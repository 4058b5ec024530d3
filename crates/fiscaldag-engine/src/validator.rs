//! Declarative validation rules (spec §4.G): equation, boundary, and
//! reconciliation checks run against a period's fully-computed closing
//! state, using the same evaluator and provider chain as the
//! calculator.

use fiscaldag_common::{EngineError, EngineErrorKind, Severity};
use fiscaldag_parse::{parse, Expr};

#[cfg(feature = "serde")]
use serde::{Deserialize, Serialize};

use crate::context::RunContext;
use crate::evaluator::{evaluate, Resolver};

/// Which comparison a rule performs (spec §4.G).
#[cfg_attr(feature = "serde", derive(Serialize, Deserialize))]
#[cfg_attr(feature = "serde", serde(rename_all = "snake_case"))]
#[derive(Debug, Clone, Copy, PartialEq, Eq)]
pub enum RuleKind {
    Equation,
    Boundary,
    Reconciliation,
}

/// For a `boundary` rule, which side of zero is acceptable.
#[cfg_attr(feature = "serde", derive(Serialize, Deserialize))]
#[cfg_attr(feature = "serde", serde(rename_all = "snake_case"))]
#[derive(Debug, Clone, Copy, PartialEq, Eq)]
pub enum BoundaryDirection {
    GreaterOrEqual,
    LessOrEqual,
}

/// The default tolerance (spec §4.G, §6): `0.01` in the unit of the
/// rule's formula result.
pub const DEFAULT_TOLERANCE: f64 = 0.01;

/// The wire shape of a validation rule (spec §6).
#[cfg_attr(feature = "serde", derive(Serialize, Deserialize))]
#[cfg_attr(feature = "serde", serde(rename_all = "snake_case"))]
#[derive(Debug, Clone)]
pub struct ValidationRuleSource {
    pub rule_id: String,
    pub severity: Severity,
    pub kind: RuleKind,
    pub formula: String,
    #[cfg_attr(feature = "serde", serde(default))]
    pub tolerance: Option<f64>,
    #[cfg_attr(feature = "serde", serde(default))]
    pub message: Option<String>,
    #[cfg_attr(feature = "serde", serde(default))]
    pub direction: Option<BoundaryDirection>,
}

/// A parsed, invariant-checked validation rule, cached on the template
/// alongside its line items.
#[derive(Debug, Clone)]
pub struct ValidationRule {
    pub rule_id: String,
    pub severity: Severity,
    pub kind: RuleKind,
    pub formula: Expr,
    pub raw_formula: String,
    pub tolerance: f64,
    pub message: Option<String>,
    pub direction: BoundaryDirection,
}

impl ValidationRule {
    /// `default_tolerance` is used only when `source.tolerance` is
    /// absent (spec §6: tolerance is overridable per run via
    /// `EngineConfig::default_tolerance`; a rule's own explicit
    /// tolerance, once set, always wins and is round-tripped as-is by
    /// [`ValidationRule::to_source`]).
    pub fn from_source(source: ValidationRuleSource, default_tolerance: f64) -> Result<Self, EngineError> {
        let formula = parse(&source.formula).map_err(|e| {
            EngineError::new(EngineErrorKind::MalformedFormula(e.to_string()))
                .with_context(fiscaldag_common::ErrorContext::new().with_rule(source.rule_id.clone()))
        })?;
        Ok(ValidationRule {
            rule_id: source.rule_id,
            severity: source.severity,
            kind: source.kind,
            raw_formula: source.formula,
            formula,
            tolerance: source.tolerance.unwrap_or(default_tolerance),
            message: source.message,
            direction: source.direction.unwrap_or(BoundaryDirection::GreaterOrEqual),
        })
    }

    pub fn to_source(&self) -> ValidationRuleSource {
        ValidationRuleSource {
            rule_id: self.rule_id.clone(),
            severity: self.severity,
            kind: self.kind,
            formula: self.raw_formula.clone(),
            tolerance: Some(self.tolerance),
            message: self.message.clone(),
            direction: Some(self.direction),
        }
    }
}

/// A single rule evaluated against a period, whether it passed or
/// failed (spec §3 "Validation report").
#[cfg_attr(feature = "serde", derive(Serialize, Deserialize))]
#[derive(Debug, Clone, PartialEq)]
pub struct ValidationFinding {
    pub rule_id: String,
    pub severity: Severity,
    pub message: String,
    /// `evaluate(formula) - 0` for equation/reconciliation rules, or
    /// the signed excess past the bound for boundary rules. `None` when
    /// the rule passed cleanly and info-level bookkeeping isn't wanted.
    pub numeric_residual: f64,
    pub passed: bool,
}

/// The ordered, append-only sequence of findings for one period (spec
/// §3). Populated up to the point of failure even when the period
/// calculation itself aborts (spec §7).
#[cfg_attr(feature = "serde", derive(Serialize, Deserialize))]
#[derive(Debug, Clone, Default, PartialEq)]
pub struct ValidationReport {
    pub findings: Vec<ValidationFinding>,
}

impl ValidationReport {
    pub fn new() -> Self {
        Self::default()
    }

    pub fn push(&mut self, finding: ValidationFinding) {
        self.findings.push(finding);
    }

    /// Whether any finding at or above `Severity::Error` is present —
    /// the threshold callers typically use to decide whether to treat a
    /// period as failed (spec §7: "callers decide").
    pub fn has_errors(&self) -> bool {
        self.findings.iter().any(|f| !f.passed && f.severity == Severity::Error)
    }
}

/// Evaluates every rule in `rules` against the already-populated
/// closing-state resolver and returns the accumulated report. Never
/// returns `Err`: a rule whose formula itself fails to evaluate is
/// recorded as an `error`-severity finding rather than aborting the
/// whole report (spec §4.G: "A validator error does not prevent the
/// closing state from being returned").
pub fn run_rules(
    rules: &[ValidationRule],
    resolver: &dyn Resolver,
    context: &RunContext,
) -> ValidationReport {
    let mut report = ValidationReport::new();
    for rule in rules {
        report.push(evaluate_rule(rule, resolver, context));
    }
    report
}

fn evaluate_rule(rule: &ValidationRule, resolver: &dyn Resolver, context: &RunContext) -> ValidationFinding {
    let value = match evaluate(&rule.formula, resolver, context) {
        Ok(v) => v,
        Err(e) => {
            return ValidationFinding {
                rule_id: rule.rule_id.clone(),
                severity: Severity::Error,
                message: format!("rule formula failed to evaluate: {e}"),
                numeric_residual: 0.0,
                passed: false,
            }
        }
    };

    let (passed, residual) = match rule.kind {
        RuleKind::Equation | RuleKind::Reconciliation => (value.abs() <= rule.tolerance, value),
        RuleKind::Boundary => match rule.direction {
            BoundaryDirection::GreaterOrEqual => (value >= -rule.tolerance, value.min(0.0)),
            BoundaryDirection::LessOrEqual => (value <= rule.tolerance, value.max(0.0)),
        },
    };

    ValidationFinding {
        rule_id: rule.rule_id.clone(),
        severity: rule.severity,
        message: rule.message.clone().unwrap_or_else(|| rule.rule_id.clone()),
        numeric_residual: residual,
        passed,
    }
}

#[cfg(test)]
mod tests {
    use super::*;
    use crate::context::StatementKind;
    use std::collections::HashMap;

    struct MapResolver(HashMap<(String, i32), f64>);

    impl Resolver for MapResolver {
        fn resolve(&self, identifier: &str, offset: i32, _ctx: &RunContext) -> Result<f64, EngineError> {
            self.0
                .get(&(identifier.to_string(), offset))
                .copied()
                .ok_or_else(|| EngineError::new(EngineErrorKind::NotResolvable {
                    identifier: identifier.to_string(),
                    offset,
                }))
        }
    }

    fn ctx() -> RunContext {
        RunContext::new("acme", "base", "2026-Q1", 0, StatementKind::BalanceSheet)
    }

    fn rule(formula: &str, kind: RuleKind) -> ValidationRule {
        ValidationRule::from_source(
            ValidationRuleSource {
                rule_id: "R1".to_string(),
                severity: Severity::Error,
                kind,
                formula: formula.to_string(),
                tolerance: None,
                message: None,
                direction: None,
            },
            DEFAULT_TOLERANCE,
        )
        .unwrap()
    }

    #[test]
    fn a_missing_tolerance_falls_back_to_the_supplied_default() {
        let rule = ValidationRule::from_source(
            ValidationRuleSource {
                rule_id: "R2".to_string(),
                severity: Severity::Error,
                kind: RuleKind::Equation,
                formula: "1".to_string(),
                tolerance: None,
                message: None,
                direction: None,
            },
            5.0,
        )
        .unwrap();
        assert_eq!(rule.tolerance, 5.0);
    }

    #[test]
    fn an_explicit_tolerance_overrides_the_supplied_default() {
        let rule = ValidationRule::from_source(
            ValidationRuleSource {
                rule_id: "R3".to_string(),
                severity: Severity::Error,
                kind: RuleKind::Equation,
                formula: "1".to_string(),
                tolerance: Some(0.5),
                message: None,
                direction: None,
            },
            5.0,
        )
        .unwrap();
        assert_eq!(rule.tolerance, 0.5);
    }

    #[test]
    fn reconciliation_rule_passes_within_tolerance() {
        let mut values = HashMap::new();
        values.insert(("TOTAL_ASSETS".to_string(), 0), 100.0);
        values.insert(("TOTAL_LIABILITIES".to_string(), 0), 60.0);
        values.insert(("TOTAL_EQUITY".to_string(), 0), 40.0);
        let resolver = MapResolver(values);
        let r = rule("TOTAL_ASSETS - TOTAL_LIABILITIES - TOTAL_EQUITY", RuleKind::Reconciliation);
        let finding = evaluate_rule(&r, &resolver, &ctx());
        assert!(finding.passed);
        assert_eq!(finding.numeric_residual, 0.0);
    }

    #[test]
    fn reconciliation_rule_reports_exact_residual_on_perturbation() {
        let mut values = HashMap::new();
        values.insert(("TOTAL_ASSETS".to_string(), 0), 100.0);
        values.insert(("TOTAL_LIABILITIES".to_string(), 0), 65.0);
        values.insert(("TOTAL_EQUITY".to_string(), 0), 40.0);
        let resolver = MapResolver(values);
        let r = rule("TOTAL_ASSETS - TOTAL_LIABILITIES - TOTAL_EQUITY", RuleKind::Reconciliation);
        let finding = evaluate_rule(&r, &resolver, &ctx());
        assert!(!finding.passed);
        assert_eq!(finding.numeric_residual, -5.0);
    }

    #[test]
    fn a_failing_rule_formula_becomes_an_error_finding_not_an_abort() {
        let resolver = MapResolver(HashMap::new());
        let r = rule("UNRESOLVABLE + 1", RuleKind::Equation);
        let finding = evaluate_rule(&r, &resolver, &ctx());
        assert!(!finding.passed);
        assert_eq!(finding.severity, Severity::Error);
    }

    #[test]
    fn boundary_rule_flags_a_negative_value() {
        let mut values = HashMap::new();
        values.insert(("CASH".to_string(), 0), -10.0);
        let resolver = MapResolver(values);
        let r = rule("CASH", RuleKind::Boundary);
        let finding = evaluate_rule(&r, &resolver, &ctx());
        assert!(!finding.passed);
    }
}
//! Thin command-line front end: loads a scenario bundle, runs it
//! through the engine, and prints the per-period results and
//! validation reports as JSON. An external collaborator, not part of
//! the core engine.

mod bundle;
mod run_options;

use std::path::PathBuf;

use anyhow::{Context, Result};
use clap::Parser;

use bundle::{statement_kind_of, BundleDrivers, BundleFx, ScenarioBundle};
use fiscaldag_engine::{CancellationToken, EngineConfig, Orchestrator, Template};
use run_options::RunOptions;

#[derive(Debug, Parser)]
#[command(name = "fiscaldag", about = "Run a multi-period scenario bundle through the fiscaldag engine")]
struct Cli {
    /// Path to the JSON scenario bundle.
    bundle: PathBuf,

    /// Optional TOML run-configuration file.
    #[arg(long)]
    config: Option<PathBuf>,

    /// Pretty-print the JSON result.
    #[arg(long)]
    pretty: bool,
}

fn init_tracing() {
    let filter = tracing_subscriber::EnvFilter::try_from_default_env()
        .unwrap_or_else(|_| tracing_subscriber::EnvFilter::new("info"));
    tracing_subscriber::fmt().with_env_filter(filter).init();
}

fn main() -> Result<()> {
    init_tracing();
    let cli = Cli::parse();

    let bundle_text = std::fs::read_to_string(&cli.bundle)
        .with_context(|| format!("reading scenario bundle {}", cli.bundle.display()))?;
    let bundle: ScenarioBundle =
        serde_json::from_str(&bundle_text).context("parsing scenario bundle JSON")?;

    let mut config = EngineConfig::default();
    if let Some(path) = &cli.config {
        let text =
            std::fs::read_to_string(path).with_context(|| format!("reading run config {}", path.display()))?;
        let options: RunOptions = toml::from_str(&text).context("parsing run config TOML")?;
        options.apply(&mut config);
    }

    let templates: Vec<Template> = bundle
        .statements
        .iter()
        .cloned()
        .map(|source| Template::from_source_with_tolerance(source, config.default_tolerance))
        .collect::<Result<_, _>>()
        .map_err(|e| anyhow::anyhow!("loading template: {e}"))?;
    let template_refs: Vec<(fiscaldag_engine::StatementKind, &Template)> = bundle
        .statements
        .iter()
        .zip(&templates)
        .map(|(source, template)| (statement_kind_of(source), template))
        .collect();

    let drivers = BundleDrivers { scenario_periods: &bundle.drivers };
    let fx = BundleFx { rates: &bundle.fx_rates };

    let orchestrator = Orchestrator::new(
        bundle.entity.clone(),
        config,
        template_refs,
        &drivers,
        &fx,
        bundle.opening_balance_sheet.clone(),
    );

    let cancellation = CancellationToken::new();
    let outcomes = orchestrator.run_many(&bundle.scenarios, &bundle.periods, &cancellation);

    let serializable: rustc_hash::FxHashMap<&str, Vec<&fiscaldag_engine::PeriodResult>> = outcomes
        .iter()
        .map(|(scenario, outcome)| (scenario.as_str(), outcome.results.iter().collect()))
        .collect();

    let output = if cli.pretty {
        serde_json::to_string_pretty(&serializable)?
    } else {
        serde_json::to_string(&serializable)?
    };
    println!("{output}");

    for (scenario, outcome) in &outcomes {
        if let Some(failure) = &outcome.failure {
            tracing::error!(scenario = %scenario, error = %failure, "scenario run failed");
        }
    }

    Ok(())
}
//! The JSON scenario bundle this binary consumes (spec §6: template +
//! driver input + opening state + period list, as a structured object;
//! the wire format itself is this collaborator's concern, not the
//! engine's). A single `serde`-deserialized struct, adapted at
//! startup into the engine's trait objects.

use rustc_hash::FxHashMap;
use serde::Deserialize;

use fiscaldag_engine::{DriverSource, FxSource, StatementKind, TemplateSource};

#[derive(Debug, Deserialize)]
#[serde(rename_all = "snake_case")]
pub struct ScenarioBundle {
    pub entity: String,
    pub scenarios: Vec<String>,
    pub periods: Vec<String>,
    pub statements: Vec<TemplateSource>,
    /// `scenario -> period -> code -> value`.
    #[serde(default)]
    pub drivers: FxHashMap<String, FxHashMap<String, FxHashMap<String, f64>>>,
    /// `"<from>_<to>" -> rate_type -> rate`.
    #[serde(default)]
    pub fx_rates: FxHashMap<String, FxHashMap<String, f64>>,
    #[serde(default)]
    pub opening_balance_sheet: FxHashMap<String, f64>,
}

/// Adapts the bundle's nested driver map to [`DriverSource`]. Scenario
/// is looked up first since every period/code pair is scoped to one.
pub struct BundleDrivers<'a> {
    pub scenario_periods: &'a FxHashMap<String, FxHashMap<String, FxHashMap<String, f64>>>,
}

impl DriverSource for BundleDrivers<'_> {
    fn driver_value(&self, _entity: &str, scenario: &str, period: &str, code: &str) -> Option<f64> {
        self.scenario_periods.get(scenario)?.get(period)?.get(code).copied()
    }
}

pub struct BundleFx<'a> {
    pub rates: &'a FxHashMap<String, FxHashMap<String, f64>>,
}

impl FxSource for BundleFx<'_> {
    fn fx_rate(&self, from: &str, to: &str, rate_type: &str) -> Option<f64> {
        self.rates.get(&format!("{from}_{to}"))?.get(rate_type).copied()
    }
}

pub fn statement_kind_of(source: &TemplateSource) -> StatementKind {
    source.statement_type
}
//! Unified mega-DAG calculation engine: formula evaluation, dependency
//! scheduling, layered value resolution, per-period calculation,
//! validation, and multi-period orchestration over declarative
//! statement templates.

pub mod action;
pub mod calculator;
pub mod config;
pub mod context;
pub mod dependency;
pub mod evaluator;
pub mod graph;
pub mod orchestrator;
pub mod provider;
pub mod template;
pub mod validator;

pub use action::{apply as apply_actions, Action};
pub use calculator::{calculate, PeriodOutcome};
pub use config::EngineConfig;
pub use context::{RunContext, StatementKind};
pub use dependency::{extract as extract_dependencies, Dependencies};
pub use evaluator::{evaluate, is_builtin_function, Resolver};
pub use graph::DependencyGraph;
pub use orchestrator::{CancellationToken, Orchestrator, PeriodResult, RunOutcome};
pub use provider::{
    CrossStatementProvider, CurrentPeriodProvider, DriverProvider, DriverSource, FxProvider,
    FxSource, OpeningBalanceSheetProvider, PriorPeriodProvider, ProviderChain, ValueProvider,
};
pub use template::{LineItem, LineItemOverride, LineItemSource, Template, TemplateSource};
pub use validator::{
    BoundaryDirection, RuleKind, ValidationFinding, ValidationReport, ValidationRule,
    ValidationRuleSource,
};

━━━━━━

- _Task to complete_
All lines with the word "code" need to be copied from the data above.

- _Answer to this task_
    /// `scenario -> period -> code -> value`.
/// is looked up first since every period/code pair is scoped to one.
    fn driver_value(&self, _entity: &str, scenario: &str, period: &str, code: &str) -> Option<f64> {
        self.scenario_periods.get(scenario)?.get(period)?.get(code).copied()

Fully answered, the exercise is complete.